Tuesday, July 8, 2014

One who couldn’t fly the coo coo’s nest (August 7, 1980)


Richi looked scared, slinking along the hallway wall to the locked door beyond which freedom waited. He pretended to be a visitor, though the big nurse wasn't fooled, shooing him back as she might a fly.
 ``He's already tried that four times today,'' she said after stopping us as we started to leave. ``But it's all right. We understand how lonely people get. He's luckier than most. He gets visitors like you.''
 She stared straight at me and licked her lips, smearing the bright lipstick a little with her tongue. Her eyes studied me like a butcher studying a cow before slaughter, debating which part would sell best ground, and which part she'd like to take home for an evening meal of her own.
 I was scared, too. Ever since I was a kid I'd been coming to places like this, nut houses where one or another of my relations wound up. It ran in the family. Grandma's father had died in a place like this. I was also nervous about leaving Pete outside in the hall, our one rich relation who was growing rapidly impatient with this side of the family. We've always been a pain to him, an embarrassing element which he endured for his wife's sake. Alice was least like the rest of us. She was the sane soul in a house of crazies. He loved her and would put up with us to prove that love. But since the day she'd died, that patience faded. Now he came out of a sense of duty, a visitor on the doorstep who would -- if these things kept occurring -- ceased to come at all.
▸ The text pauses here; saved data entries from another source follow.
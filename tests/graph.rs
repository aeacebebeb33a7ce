//! Tests for the editor graph model.
mod common;
use common::*;
use serde_json::json;
use wireflow::graph::{ConditionData, NodeData};
use wireflow::prelude::*;

#[test]
fn test_add_node_assigns_kind_prefixed_ids() {
    let mut graph = GraphModel::new();
    let t = graph.add_node(NodeKind::Trigger);
    let a1 = graph.add_node(NodeKind::Action);
    let a2 = graph.add_node(NodeKind::Action);
    let c = graph.add_node(NodeKind::Condition);

    assert_eq!(t.id, "trigger-1");
    assert_eq!(a1.id, "action-1");
    assert_eq!(a2.id, "action-2");
    assert_eq!(c.id, "condition-1");
    assert_eq!(graph.len(), 4);
    assert_eq!(t.label(), "Trigger");
    assert_eq!(t.trigger_type(), None);
}

#[test]
fn test_add_node_skips_ids_already_taken() {
    let mut graph = GraphModel::new();
    graph.add_node(NodeKind::Action);
    graph.add_node(NodeKind::Action);
    graph.remove_node("action-1");

    // One action left, but "action-2" is still in use.
    let next = graph.add_node(NodeKind::Action);
    assert_eq!(next.id, "action-3");
}

#[test]
fn test_connect_generates_unique_edge_ids() {
    let mut graph = GraphModel::new();
    let t = graph.add_node(NodeKind::Trigger);
    let a = graph.add_node(NodeKind::Action);

    let first = graph.connect(&t.id, &a.id);
    let second = graph.connect(&t.id, &a.id);

    assert_eq!(first.id, "e-trigger-1-action-1");
    assert_eq!(second.id, "e-trigger-1-action-1-2");
    assert_eq!(graph.edges.len(), 2);
}

#[test]
fn test_connect_accepts_dangling_endpoints() {
    let mut graph = GraphModel::new();
    let t = graph.add_node(NodeKind::Trigger);
    let edge = graph.connect(&t.id, "missing");
    assert_eq!(edge.target, "missing");
    assert_eq!(graph.edges.len(), 1);
}

#[test]
fn test_remove_node_drops_incident_edges() {
    let mut draft = create_onboarding_draft();
    let graph = &mut draft.graph;
    assert_eq!(graph.edges.len(), 2);

    let removed = graph.remove_node("action-1").unwrap();
    assert_eq!(removed.action_type(), Some("SEND_EMAIL"));
    assert!(graph.edges.is_empty());
    assert!(graph.remove_node("action-1").is_none());
}

#[test]
fn test_disconnect_removes_single_edge() {
    let mut draft = create_onboarding_draft();
    let graph = &mut draft.graph;
    let edge_id = graph.edges[0].id.clone();

    assert!(graph.disconnect(&edge_id).is_some());
    assert_eq!(graph.edges.len(), 1);
    assert!(graph.disconnect(&edge_id).is_none());
}

#[test]
fn test_update_node_data_applies_all_patches() {
    let mut graph = GraphModel::new();
    let a = graph.add_node(NodeKind::Action);
    graph
        .update_node_data(
            &a.id,
            [
                NodePatch::Label("Notify owner".to_string()),
                NodePatch::ActionType(Some("CREATE_NOTIFICATION".to_string())),
                NodePatch::Config(config(json!({ "message": "New lead" }))),
            ],
        )
        .unwrap();

    let node = graph.node(&a.id).unwrap();
    assert_eq!(node.label(), "Notify owner");
    assert_eq!(node.action_type(), Some("CREATE_NOTIFICATION"));
    match &node.data {
        NodeData::Action(d) => assert_eq!(d.config["message"], "New lead"),
        other => panic!("Expected action data, got {:?}", other),
    }
}

#[test]
fn test_update_node_data_is_all_or_nothing() {
    let mut graph = GraphModel::new();
    let t = graph.add_node(NodeKind::Trigger);
    let before = graph.node(&t.id).unwrap().clone();

    let result = graph.update_node_data(
        &t.id,
        [
            NodePatch::Label("Renamed".to_string()),
            NodePatch::ActionType(Some("SEND_EMAIL".to_string())),
        ],
    );

    match result {
        Err(GraphError::PatchMismatch { node_id, kind, field }) => {
            assert_eq!(node_id, "trigger-1");
            assert_eq!(kind, NodeKind::Trigger);
            assert_eq!(field, "actionType");
        }
        other => panic!("Expected PatchMismatch, got {:?}", other),
    }
    assert_eq!(graph.node(&t.id).unwrap(), &before);
}

#[test]
fn test_update_node_data_unknown_node() {
    let mut graph = GraphModel::new();
    let err = graph
        .update_node_data("nope", [NodePatch::Label("x".to_string())])
        .unwrap_err();
    assert_eq!(
        err,
        GraphError::NodeNotFound {
            node_id: "nope".to_string()
        }
    );
}

#[test]
fn test_empty_type_patch_clears_type() {
    let mut graph = GraphModel::new();
    let id = add_trigger(&mut graph, "MANUAL", json!({}));
    graph
        .update_node_data(&id, [NodePatch::TriggerType(Some(String::new()))])
        .unwrap();
    assert_eq!(graph.node(&id).unwrap().trigger_type(), None);
}

#[test]
fn test_move_node_updates_position() {
    let mut graph = GraphModel::new();
    let t = graph.add_node(NodeKind::Trigger);
    graph
        .move_node(&t.id, Position { x: 10.0, y: 20.0 })
        .unwrap();
    assert_eq!(graph.node(&t.id).unwrap().position, Position { x: 10.0, y: 20.0 });
    assert!(graph.move_node("ghost", Position::default()).is_err());
}

#[test]
fn test_nodes_of_kind_keeps_array_order() {
    let draft = create_onboarding_draft();
    let ids: Vec<&str> = draft
        .graph
        .nodes_of_kind(NodeKind::Action)
        .map(|n| n.id.as_str())
        .collect();
    assert_eq!(ids, vec!["action-1", "action-2"]);
}

#[test]
fn test_condition_type_reads_type_key() {
    let data = ConditionData {
        label: "Only VIPs".to_string(),
        condition: Some(config(json!({ "type": "HAS_TAG", "tagId": "vip" }))),
    };
    assert_eq!(data.condition_type(), Some("HAS_TAG"));
    assert_eq!(ConditionData::default().condition_type(), None);
}

#[test]
fn test_graph_parses_editor_json() {
    let graph: GraphModel = serde_json::from_value(json!({
        "nodes": [
            {
                "id": "trigger-1",
                "type": "trigger",
                "position": { "x": 250, "y": 50 },
                "data": { "label": "When a form arrives", "triggerType": "FORM_SUBMITTED", "config": { "formId": "f-1" } }
            },
            {
                "id": "condition-1",
                "type": "condition",
                "position": { "x": 250, "y": 200 },
                "data": { "label": "VIP only", "condition": { "type": "HAS_TAG", "tagId": "vip" } }
            },
            {
                "id": "action-1",
                "type": "action",
                "position": { "x": 250, "y": 350 },
                "data": { "label": "Tag", "actionType": "" }
            }
        ],
        "edges": [
            { "id": "e1", "source": "trigger-1", "target": "condition-1" }
        ]
    }))
    .unwrap();

    assert_eq!(graph.len(), 3);
    assert_eq!(graph.nodes[0].trigger_type(), Some("FORM_SUBMITTED"));
    assert_eq!(graph.nodes[1].kind(), NodeKind::Condition);
    // An empty type string is the same as no type.
    assert_eq!(graph.nodes[2].action_type(), None);
    match &graph.nodes[2].data {
        NodeData::Action(d) => assert!(d.config.is_empty()),
        other => panic!("Expected action data, got {:?}", other),
    }
}

#[test]
fn test_graph_rejects_unknown_node_type() {
    let result: serde_json::Result<GraphModel> = serde_json::from_value(json!({
        "nodes": [{ "id": "x", "type": "loop", "data": {} }],
        "edges": []
    }));
    let err = result.unwrap_err().to_string();
    assert!(err.contains("Unknown node type 'loop'"), "{}", err);
}

#[test]
fn test_graph_serializes_to_editor_json() {
    let draft = create_onboarding_draft();
    let value = serde_json::to_value(&draft.graph).unwrap();

    assert_eq!(value["nodes"][0]["type"], "trigger");
    assert_eq!(value["nodes"][0]["data"]["triggerType"], "CLIENT_CREATED");
    assert!(value["nodes"][0]["data"].get("actionType").is_none());
    assert_eq!(value["nodes"][1]["data"]["actionType"], "SEND_EMAIL");
    assert_eq!(value["edges"][0]["source"], "trigger-1");

    let parsed: GraphModel = serde_json::from_value(value).unwrap();
    assert_eq!(parsed, draft.graph);
}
 ``I'm glad you think we're helping him,'' I said and tried to move away, but the nurse's sharp red nails dug into my arm, holding me back.
 ``Are you his so?'' she asked.
 ``His nephew,'' I said with a shake of my head.
 The nurse did not enquire after Susan's relationship to Richi. I think she presumed Susan to be my sister. We looked enough alike for that and her eyes said something to me that increased my anxiety, her eyes asking that I come back, soon and often.
 ``You're a real good nephew,'' the nurse said, and squeezed my arm, and then, very reluctantly, let loose my arm, signaling for the guard to let us out.
 Richi stood back a few steps, his head down, his eyes closes, his hands shaking at his sides. His brother had called and said we'd find the man here at Bergen Pines.
 ``I couldn't put up with him anymore,'' Albie had said on the telephone. ``All he kept talking about was killing himself.''
 ``Good bye, Richi,'' I said.
 Richi did not move, except to shake his head, the salt and pepper hair like that of an old man's.
 ``Say good bye, Richi,'' the nurse said, nudging him with her nail.
 ``Good bye, Richi,'' Richi said.
 It was an old joke. One not funny even when Richi used to deliver it in a humorous way, part of his overall less than funny sense of humor he carried around on his back with his carpenter tools.
 Only the nurse laughed, and was still laughing even after the guard had opened and closed the door. I heard her cackle even as we hurried away, that cackle dying with the echoes of our step, and we charged out into the empty lobby where Pete should have been.